For the loss of friendships to a new season of life and the loneliness that dug deep, and the call to lay one’s self down once again, was a gentle beckoning to the foot of the Cross. For there, is One who calls you: friend (John 15:15).
“why is it that I love these fairytales so much, Lord? I shouldn’t delight in them so much as I delight in You and obeying You. If You’re asking me to lay these fantasies–I will Lord. But my heart will recklessly pick it up again. But I have to lay it down again. Help me leave it there, at the foot of Your cross.”
(November 27, 2020)
And so in the years to come, when life hands you a bitter cup, be it through the loss of loved ones through death or new seasons, or the call to self-denial in public or private–one thing you may count on, rest assuredly, is that He had drank that bitter cup that was reserved for us.
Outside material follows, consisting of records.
use std::{
    collections::HashMap,
    hash::Hash,
    sync::{PoisonError, RwLock},
    time::{Duration, Instant},
};

struct CacheEntry<V> {
    value: V,
    /// `None` never expires.
    expires_at: Option<Instant>,
}

impl<V> CacheEntry<V> {
    fn is_expired(&self) -> bool {
        self.expires_at
            .is_some_and(|expires_at| Instant::now() >= expires_at)
    }
}

/// Key/value cache shared between readers. Expiry is checked lazily on read.
pub(crate) struct TtlCache<K, V> {
    entries: RwLock<HashMap<K, CacheEntry<V>>>,
}

impl<K, V> Default for TtlCache<K, V> {
    fn default() -> Self {
        Self {
            entries: RwLock::new(HashMap::new()),
        }
    }
}

impl<K: Eq + Hash, V: Clone> TtlCache<K, V> {
    pub(crate) fn new() -> Self {
        Self::default()
    }

    pub(crate) fn get(&self, key: &K) -> Option<V> {
        let entries = self.entries.read().unwrap_or_else(PoisonError::into_inner);
        entries
            .get(key)
            .filter(|entry| !entry.is_expired())
            .map(|entry| entry.value.clone())
    }

    pub(crate) fn insert(&self, key: K, value: V, ttl: Duration) {
        let entry = CacheEntry {
            value,
            expires_at: Instant::now().checked_add(ttl),
        };
        self.entries
            .write()
            .unwrap_or_else(PoisonError::into_inner)
            .insert(key, entry);
    }
}

#[cfg(test)]
mod tests {
    use super::*;

    #[test]
    fn returns_live_entries() {
        let cache = TtlCache::new();
        cache.insert("projects", 3, Duration::from_secs(60));
        assert_eq!(cache.get(&"projects"), Some(3));
        assert_eq!(cache.get(&"tasks"), None);
    }

    #[test]
    fn expired_entries_are_misses() {
        let cache = TtlCache::new();
        cache.insert(1, "x", Duration::ZERO);
        assert_eq!(cache.get(&1), None);
    }

    #[test]
    fn huge_ttl_never_expires() {
        let cache = TtlCache::new();
        cache.insert(2024, "holidays", Duration::MAX);
        assert_eq!(cache.get(&2024), Some("holidays"));
    }
}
And moreover, poured Himself out as a drink offering (Philippians 2:17), so that we, who thirst, may come and drink (John 7:37), and have life to the full.
So set your gaze upon Him again. Set your gaze Heavenwards. And may each glass raised, here onwards, be unto you a reminder of your Ebenezer. “Where does my help come from?” asks the Psalmist. “My Help comes from the Lord.” (Psalm 121). Always. Through the seasons, may the Lord be the one to lift our head to the Heavens, that we may, like Samuel, raise our Ebenezer, meaning, “thus far the Lord has helped us,” (1 Samuel 7:12).
And trust that onwards, He shall continue to do so. For even when you’d find no strength in you to raise your weakened arms, Christ had offered Himself up, for He is your Ebenezer: for He had prayed in Gethsemane, “take this cup from Me, yet not My will, but Yours be done,” (Luke 22:42).